Your task.
Look through the material below. Copy every line with the string "SyncEvent" in it.
• • • • •
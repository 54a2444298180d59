//! Host-player abstraction.
//!
//! `HostPlayer` wraps whatever scripting surface the host music player
//! exposes behind a single control contract. The bridge client only talks
//! to the host through this trait, so transport commands, state reads and
//! queue scans stay host-neutral. Raw queue rows are passed through as
//! JSON values on purpose: the host exposes track identity inconsistently
//! depending on the data source, and the extractor strategies in
//! [`crate::extract`] are the one place that knows the possible shapes.

use async_trait::async_trait;
use serde_json::Value;

use npksync::model::{PlaylistRef, RepeatMode, ShuffleMode};

use crate::error::BridgeError;

/// Target for the host's "skip to queue entry" primitive.
///
/// Jumping by URI alone makes the host loop the single track; the skip
/// primitive needs the queue slot id and a context to resume from.
#[derive(Debug, Clone, PartialEq, Eq)]
pub struct SkipTarget {
    pub uri: String,
    /// Host-internal queue slot identifier.
    pub uid: String,
    pub context_uri: String,
}

#[async_trait]
pub trait HostPlayer: Send + Sync {
    /// True once the host's player and network APIs are usable. The bridge
    /// polls this until it turns true; it never gives up.
    async fn is_ready(&self) -> bool;

    /// The currently loaded track as a raw host row, if any.
    async fn current_row(&self) -> Option<Value>;

    /// Upcoming tracks as raw host rows, merged from every queue source
    /// the host exposes, in host order.
    async fn queue_rows(&self) -> Vec<Value>;

    /// Previously played tracks as raw host rows, oldest first.
    async fn history_rows(&self) -> Vec<Value>;

    /// The playback context (playlist/album) URI, if the host knows one.
    async fn context_uri(&self) -> Option<String>;

    async fn is_playing(&self) -> bool;
    async fn duration_ms(&self) -> u64;
    async fn progress_ms(&self) -> u64;
    async fn repeat_mode(&self) -> RepeatMode;
    async fn shuffle_mode(&self) -> ShuffleMode;

    /// Capability flag: whether the host exposes a repeat-mode setter.
    fn can_set_repeat(&self) -> bool;

    async fn play(&self) -> Result<(), BridgeError>;
    async fn pause(&self) -> Result<(), BridgeError>;
    async fn next(&self) -> Result<(), BridgeError>;
    async fn previous(&self) -> Result<(), BridgeError>;

    /// Seek to an absolute position in milliseconds.
    async fn seek_ms(&self, position_ms: u64) -> Result<(), BridgeError>;

    async fn set_shuffle(&self, on: bool) -> Result<(), BridgeError>;
    async fn set_repeat(&self, mode: RepeatMode) -> Result<(), BridgeError>;

    /// Start playback of a context (playlist, album) by URI.
    async fn play_uri(&self, uri: &str) -> Result<(), BridgeError>;

    /// Jump to a specific queue entry without resetting the context.
    async fn skip_to(&self, target: &SkipTarget) -> Result<(), BridgeError>;

    /// The user's playlist roots.
    async fn playlist_roots(&self) -> Result<Vec<PlaylistRef>, BridgeError>;
}
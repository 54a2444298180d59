use npkplayback::PlaybackFacade;
use npkserver::ServerBuilder;
use npksync::{ApiDoc, SyncEvent, SyncStore, sync_api_router};
use tracing::{debug, info};
use utoipa::OpenApi;

#[tokio::main]
async fn main() -> Result<(), Box<dyn std::error::Error>> {
    // ========== PHASE 1 : Infrastructure serveur ==========

    let mut server = ServerBuilder::new_configured().build();
    server.init_logging().await;

    server
        .add_route("/info", || async {
            serde_json::json!({"name": "NextPeek", "version": env!("CARGO_PKG_VERSION")})
        })
        .await;

    // ========== PHASE 2 : Canal de synchronisation ==========

    info!("🎧 Initializing bridge sync channel...");
    let store = SyncStore::new_configured();
    server
        .add_openapi("/api", sync_api_router(store.clone()), ApiDoc::openapi(), "sync")
        .await;

    // La façade de lecture appartient à la couche shell/UI; ici on relaie
    // ses signaux vers les logs pour suivre les changements d'état venus
    // de l'extérieur (pause au clavier média, etc.).
    let facade = PlaybackFacade::new_configured(store.clone());
    let events = facade.subscribe();
    tokio::task::spawn_blocking(move || {
        while let Ok(event) = events.recv() {
            match event {
                SyncEvent::PlayStateChanged(is_playing) => {
                    info!(is_playing, "play state changed by host");
                }
                SyncEvent::SnapshotReplaced => debug!("queue updated"),
                SyncEvent::PlaylistsUpdated(count) => debug!(count, "playlists received"),
                SyncEvent::RecentlyPlayedUpdated(count) => {
                    debug!(count, "recently played received");
                }
            }
        }
    });

    // ========== PHASE 3 : Démarrage du serveur ==========

    info!("🌐 Starting HTTP server...");
    server.start().await;

    info!("✅ NextPeek sync server is ready!");
    info!("Press Ctrl+C to stop...");
    server.wait().await;

    Ok(())
}
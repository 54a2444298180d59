// logs.rs
mod sselayer;

use npkconfig::get_config;
pub use sselayer::SseLayer;

use std::{
    collections::VecDeque,
    sync::{Arc, RwLock},
    time::SystemTime,
};

use axum::{
    Json,
    extract::{Query, State},
    http::StatusCode,
    response::{
        IntoResponse,
        sse::{Event, KeepAlive, Sse},
    },
};
use serde::{Deserialize, Serialize};
use tokio::sync::broadcast;
use tracing::Level;
use tracing_subscriber::{
    Registry,
    filter::LevelFilter,
    layer::SubscriberExt,
    reload,
    util::SubscriberInitExt,
};

/// Représente une entrée de log
#[derive(Debug, Clone, Serialize)]
pub struct LogEntry {
    pub timestamp: SystemTime,
    pub level: String,
    pub target: String,
    pub message: String,
}

/// Buffer circulaire partagé
#[derive(Clone)]
pub struct LogState {
    buffer: Arc<RwLock<VecDeque<LogEntry>>>,
    tx: broadcast::Sender<LogEntry>,
    max_level: Arc<RwLock<Level>>,
    reload_handle: Arc<RwLock<reload::Handle<LevelFilter, Registry>>>,
}

impl LogState {
    pub fn new(capacity: usize, reload_handle: reload::Handle<LevelFilter, Registry>) -> Self {
        Self {
            buffer: Arc::new(RwLock::new(VecDeque::with_capacity(capacity))),
            tx: broadcast::channel(1000).0,
            max_level: Arc::new(RwLock::new(Level::TRACE)),
            reload_handle: Arc::new(RwLock::new(reload_handle)),
        }
    }

    pub fn set_max_level(&self, level: Level) {
        *self.max_level.write().unwrap() = level;

        // Convertir Level en LevelFilter
        let level_filter = level_to_levelfilter(level);

        // Recharger le filtre dynamiquement
        if let Err(e) = self.reload_handle.write().unwrap().reload(level_filter) {
            eprintln!("❌ Failed to reload log level filter: {}", e);
        }
    }

    pub fn get_max_level(&self) -> Level {
        *self.max_level.read().unwrap()
    }

    fn push(&self, entry: LogEntry) {
        let mut buf = self.buffer.write().unwrap();
        if buf.len() == buf.capacity() {
            buf.pop_front();
        }
        buf.push_back(entry.clone());
        let _ = self.tx.send(entry);
    }

    pub fn subscribe(&self) -> broadcast::Receiver<LogEntry> {
        self.tx.subscribe()
    }

    pub fn dump(&self) -> Vec<LogEntry> {
        self.buffer.read().unwrap().iter().cloned().collect()
    }
}

/// Query params pour /log-sse
#[derive(Debug, Deserialize)]
pub struct LogQuery {
    #[serde(default)]
    pub error: Option<bool>,
    #[serde(default)]
    pub warn: Option<bool>,
    #[serde(default)]
    pub info: Option<bool>,
    #[serde(default)]
    pub debug: Option<bool>,
    #[serde(default)]
    pub trace: Option<bool>,
    #[serde(default)]
    pub search: Option<String>,
}

/// Handler SSE
pub async fn log_sse(
    State(state): State<LogState>,
    Query(params): Query<LogQuery>,
) -> impl IntoResponse {
    let mut rx = state.subscribe();

    // Récupérer l'historique du buffer et le niveau actuel
    let history = state.dump();
    let stream_state = state.clone();
    let current_level = stream_state.get_max_level();

    let stream = async_stream::stream! {
        // 1. Envoyer d'abord tous les logs historiques filtrés par le niveau actuel
        for entry in history {
            if !is_level_allowed(&entry.level, current_level) {
                continue;
            }

            if !filter_entry(&entry, &params) {
                continue;
            }
            let json = serde_json::to_string(&entry).unwrap();
            yield Ok::<_, axum::Error>(Event::default().data(json));
        }

        // 2. Puis streamer les nouveaux logs en temps réel
        while let Ok(entry) = rx.recv().await {
            let max_level = stream_state.get_max_level();
            if !is_level_allowed(&entry.level, max_level) {
                continue;
            }
            if !filter_entry(&entry, &params) {
                continue;
            }
            let json = serde_json::to_string(&entry).unwrap();
            yield Ok::<_, axum::Error>(Event::default().data(json));
        }
    };

    Sse::new(stream).keep_alive(KeepAlive::default())
}

/// Handler REST (dump JSON du buffer)
pub async fn log_dump(State(state): State<LogState>) -> impl IntoResponse {
    Json(state.dump())
}

/// Vérifie si un niveau de log est autorisé selon le niveau maximum configuré
fn is_level_allowed(log_level: &str, max_level: Level) -> bool {
    let entry_level = match log_level.to_uppercase().as_str() {
        "ERROR" => Level::ERROR,
        "WARN" => Level::WARN,
        "INFO" => Level::INFO,
        "DEBUG" => Level::DEBUG,
        "TRACE" => Level::TRACE,
        _ => return false,
    };

    // Comparer les niveaux : un log est autorisé si son niveau est <= max_level
    match max_level {
        Level::ERROR => matches!(entry_level, Level::ERROR),
        Level::WARN => matches!(entry_level, Level::ERROR | Level::WARN),
        Level::INFO => matches!(entry_level, Level::ERROR | Level::WARN | Level::INFO),
        Level::DEBUG => matches!(
            entry_level,
            Level::ERROR | Level::WARN | Level::INFO | Level::DEBUG
        ),
        Level::TRACE => true, // Tous les niveaux
    }
}

/// Fonction de filtrage
fn filter_entry(entry: &LogEntry, q: &LogQuery) -> bool {
    // Filtrage par niveau
    let lvl = entry.level.to_lowercase();
    let mut allowed = false;

    if let Some(true) = q.error {
        allowed |= lvl == "error";
    }
    if let Some(true) = q.warn {
        allowed |= lvl == "warn";
    }
    if let Some(true) = q.info {
        allowed |= lvl == "info";
    }
    if let Some(true) = q.debug {
        allowed |= lvl == "debug";
    }
    if let Some(true) = q.trace {
        allowed |= lvl == "trace";
    }

    // si aucun flag → tout est autorisé
    if !(q.error.unwrap_or(false)
        || q.warn.unwrap_or(false)
        || q.info.unwrap_or(false)
        || q.debug.unwrap_or(false)
        || q.trace.unwrap_or(false))
    {
        allowed = true;
    }

    // Filtrage par mot-clé
    if let Some(search) = &q.search {
        allowed &= entry.message.contains(search) || entry.target.contains(search);
    }

    allowed
}

/// Initialise le système de logging avec SSE et optionnellement la console
///
/// # Retourne
/// Le `LogState` qui peut être utilisé pour ajouter les routes de logging
/// au serveur
pub fn init_logging() -> LogState {
    let config = get_config();

    let log_level = match string_to_level(&config.get_log_min_level()) {
        Some(lev) => level_to_levelfilter(lev),
        None => LevelFilter::INFO,
    };

    let (filter, reload_handle) = reload::Layer::new(log_level);

    let buffer_capacity = config.get_log_cache_size();

    // Créer le LogState avec le handle de rechargement
    let log_state = LogState::new(buffer_capacity, reload_handle);

    // Construire le subscriber avec le filtre rechargeable AVANT le SseLayer
    // L'ordre est important : le filtre doit être appliqué en premier
    let subscriber = Registry::default()
        .with(filter)
        .with(SseLayer::new(log_state.clone()));

    if config.get_log_enable_console() {
        subscriber
            .with(
                tracing_subscriber::fmt::layer()
                    .with_target(true)
                    .with_level(true)
                    .with_ansi(true),
            )
            .init();
    } else {
        subscriber.init();
    }

    log_state
}

/// Request body pour la configuration du logging
#[derive(Debug, Deserialize, utoipa::ToSchema)]
pub struct LogSetupRequest {
    pub level: String,
}

/// Response pour la configuration du logging
#[derive(Debug, Serialize, utoipa::ToSchema)]
pub struct LogSetupResponse {
    pub current_level: String,
    pub available_levels: Vec<String>,
}

/// Handler pour GET /api/logs/log_setup - retourne la configuration actuelle
#[utoipa::path(
    get,
    path = "/api/logs/log_setup",
    responses(
        (status = 200, description = "Log configuration retrieved successfully", body = LogSetupResponse)
    ),
    tag = "logs"
)]
pub async fn log_setup_get(State(state): State<LogState>) -> impl IntoResponse {
    let current = level_to_string(state.get_max_level());
    Json(LogSetupResponse {
        current_level: current,
        available_levels: available_levels(),
    })
}

/// Handler pour POST /api/logs/log_setup - met à jour le niveau de log
#[utoipa::path(
    post,
    path = "/api/logs/log_setup",
    request_body = LogSetupRequest,
    responses(
        (status = 200, description = "Log level updated successfully", body = LogSetupResponse),
        (status = 400, description = "Invalid log level")
    ),
    tag = "logs"
)]
pub async fn log_setup_post(
    State(state): State<LogState>,
    Json(payload): Json<LogSetupRequest>,
) -> impl IntoResponse {
    let level = match string_to_level(&payload.level) {
        Some(l) => l,
        None => {
            return (
                StatusCode::BAD_REQUEST,
                Json(serde_json::json!({
                    "error": "Invalid log level. Must be one of: ERROR, WARN, INFO, DEBUG, TRACE"
                })),
            )
                .into_response();
        }
    };

    state.set_max_level(level);
    tracing::info!("Log level changed to: {}", payload.level);

    (
        StatusCode::OK,
        Json(LogSetupResponse {
            current_level: level_to_string(level),
            available_levels: available_levels(),
        }),
    )
        .into_response()
}

fn available_levels() -> Vec<String> {
    ["ERROR", "WARN", "INFO", "DEBUG", "TRACE"]
        .iter()
        .map(|s| s.to_string())
        .collect()
}

fn string_to_level(s: &str) -> Option<Level> {
    match s.to_uppercase().as_str() {
        "ERROR" => Some(Level::ERROR),
        "WARN" => Some(Level::WARN),
        "INFO" => Some(Level::INFO),
        "DEBUG" => Some(Level::DEBUG),
        "TRACE" => Some(Level::TRACE),
        _ => None,
    }
}

fn level_to_string(level: Level) -> String {
    match level {
        Level::ERROR => "ERROR",
        Level::WARN => "WARN",
        Level::INFO => "INFO",
        Level::DEBUG => "DEBUG",
        Level::TRACE => "TRACE",
    }
    .to_string()
}

fn level_to_levelfilter(level: Level) -> LevelFilter {
    match level {
        Level::ERROR => LevelFilter::ERROR,
        Level::WARN => LevelFilter::WARN,
        Level::INFO => LevelFilter::INFO,
        Level::DEBUG => LevelFilter::DEBUG,
        Level::TRACE => LevelFilter::TRACE,
    }
}

/// Crée le router pour l'API de gestion des logs
pub fn create_logs_router(log_state: LogState) -> axum::Router {
    use axum::routing::get;
    axum::Router::new()
        .route("/log_setup", get(log_setup_get).post(log_setup_post))
        .with_state(log_state)
}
• • • • •
Exercise output.
use npksync::{ApiDoc, SyncEvent, SyncStore, sync_api_router};
                SyncEvent::PlayStateChanged(is_playing) => {
                SyncEvent::SnapshotReplaced => debug!("queue updated"),
                SyncEvent::PlaylistsUpdated(count) => debug!(count, "playlists received"),
                SyncEvent::RecentlyPlayedUpdated(count) => {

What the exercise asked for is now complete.